# Looking to join (align vertically) several images into one via batch program..?



## Sem_White (Jun 14, 2008)

Can you help...

I have a written document in several pages. I would like these joined into one long continuous image for easy upload i.e. page one into page two etc... as one long (aligned vertically) jpg.

I thought this topic should come under web-design as specific to web publishing.

Thanks,

Sem


----------



## Redcore (Aug 14, 2007)

Uhhh...an image? Why not PDF?


----------



## Sem_White (Jun 14, 2008)

I can't use xhtml it is written using word 2007 and formatted using everything you can imagine...

long-text pdfs are very limited in scope...

So if pdf can you provide code to embed to provide more depth and context...


----------



## Sem_White (Jun 14, 2008)

I just want to characterise the pdf make it individual and context it to my work and make it distinguishable from other pdf's. To do this I need to embed.

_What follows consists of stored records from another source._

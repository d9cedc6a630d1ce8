//! Benchlog API Server Entry Point
//!
//! Bootstraps configuration, opens the configured storage backend and
//! starts the Axum HTTP server.

use std::net::SocketAddr;
use std::sync::Arc;

use axum::Router;
use benchlog_api::telemetry::{init_tracer, TelemetryConfig};
use benchlog_api::{
    create_api_router, ApiConfig, ApiError, ApiResult, AuthConfig, DbClient, DbConfig,
    SharedStore, StorageBackend,
};
use benchlog_storage::InMemoryStore;

#[tokio::main]
async fn main() -> ApiResult<()> {
    let telemetry_config = TelemetryConfig::default();
    init_tracer(&telemetry_config)?;

    let api_config = ApiConfig::from_env().map_err(|e| ApiError::invalid_input(e.to_string()))?;
    let store = open_store(api_config.storage).await?;
    let auth_config = AuthConfig::from_env();

    let app: Router = create_api_router(store, &api_config, auth_config)?;

    let addr = resolve_bind_addr()?;
    tracing::info!(%addr, storage = ?api_config.storage, "Starting Benchlog API server");

    let listener = tokio::net::TcpListener::bind(addr)
        .await
        .map_err(|e| ApiError::internal_error(format!("Failed to bind {}: {}", addr, e)))?;

    axum::serve(listener, app)
        .with_graceful_shutdown(shutdown_signal())
        .await
        .map_err(|e| ApiError::internal_error(format!("Server error: {}", e)))?;

    tracing::info!("Server stopped");
    Ok(())
}

async fn open_store(backend: StorageBackend) -> ApiResult<SharedStore> {
    match backend {
        StorageBackend::Memory => {
            tracing::warn!("Using in-memory storage; data is lost on restart");
            Ok(Arc::new(InMemoryStore::new()))
        }
        StorageBackend::Postgres => {
            let db = DbClient::from_config(&DbConfig::from_env())?;
            db.migrate().await?;
            Ok(Arc::new(db))
        }
    }
}

async fn shutdown_signal() {
    if let Err(e) = tokio::signal::ctrl_c().await {
        tracing::error!("Failed to listen for shutdown signal: {}", e);
        std::future::pending::<()>().await;
    }
    tracing::info!("Shutdown signal received");
}

fn resolve_bind_addr() -> ApiResult<SocketAddr> {
    let host = std::env::var("BENCHLOG_API_BIND").unwrap_or_else(|_| "0.0.0.0".to_string());
    let port_str = std::env::var("PORT")
        .ok()
        .or_else(|| std::env::var("BENCHLOG_API_PORT").ok())
        .unwrap_or_else(|| "8000".to_string());
    let port = port_str
        .parse::<u16>()
        .map_err(|_| ApiError::invalid_input(format!("Invalid port value: {}", port_str)))?;

    let addr = format!("{}:{}", host, port);
    addr.parse::<SocketAddr>()
        .map_err(|e| ApiError::invalid_input(format!("Invalid bind address {}: {}", addr, e)))
}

What I am seeking is the answer to following questions:
Is embedding pdf possible?
If yes, for both IE7 and Firefox 3?
If so can you help me out with the code (I have googled around to a little success, but nothing universal across browsers with positioning within browsers)..?

I see this as important issue to web design.
If you start your work from the HTML and CSS format you are fine.
Whereas importing and incorporating desktop publishing into the web media
i.e. in pdf/ alternative format still seems to lack cohesion, although prove me wrong with an alternative...
I think this is especially important as I believe programs such as Word 2007 offer more than HTML and CSS although this could probably be challenged by the experts (whereas you don't need to be an expert with word 2007 to do anything or everything)


----------



## DonaldG (Aug 23, 2007)

:wave::wave: Hi Sem, A very warm welcome to TSF:wave::wave:

It is difficult to fully understand the problem. However, my observations:

Converting several pages into a jpg image should be discouraged. It will make a very large file size that will take time to download. That would be far worse than a mediocre formatted document!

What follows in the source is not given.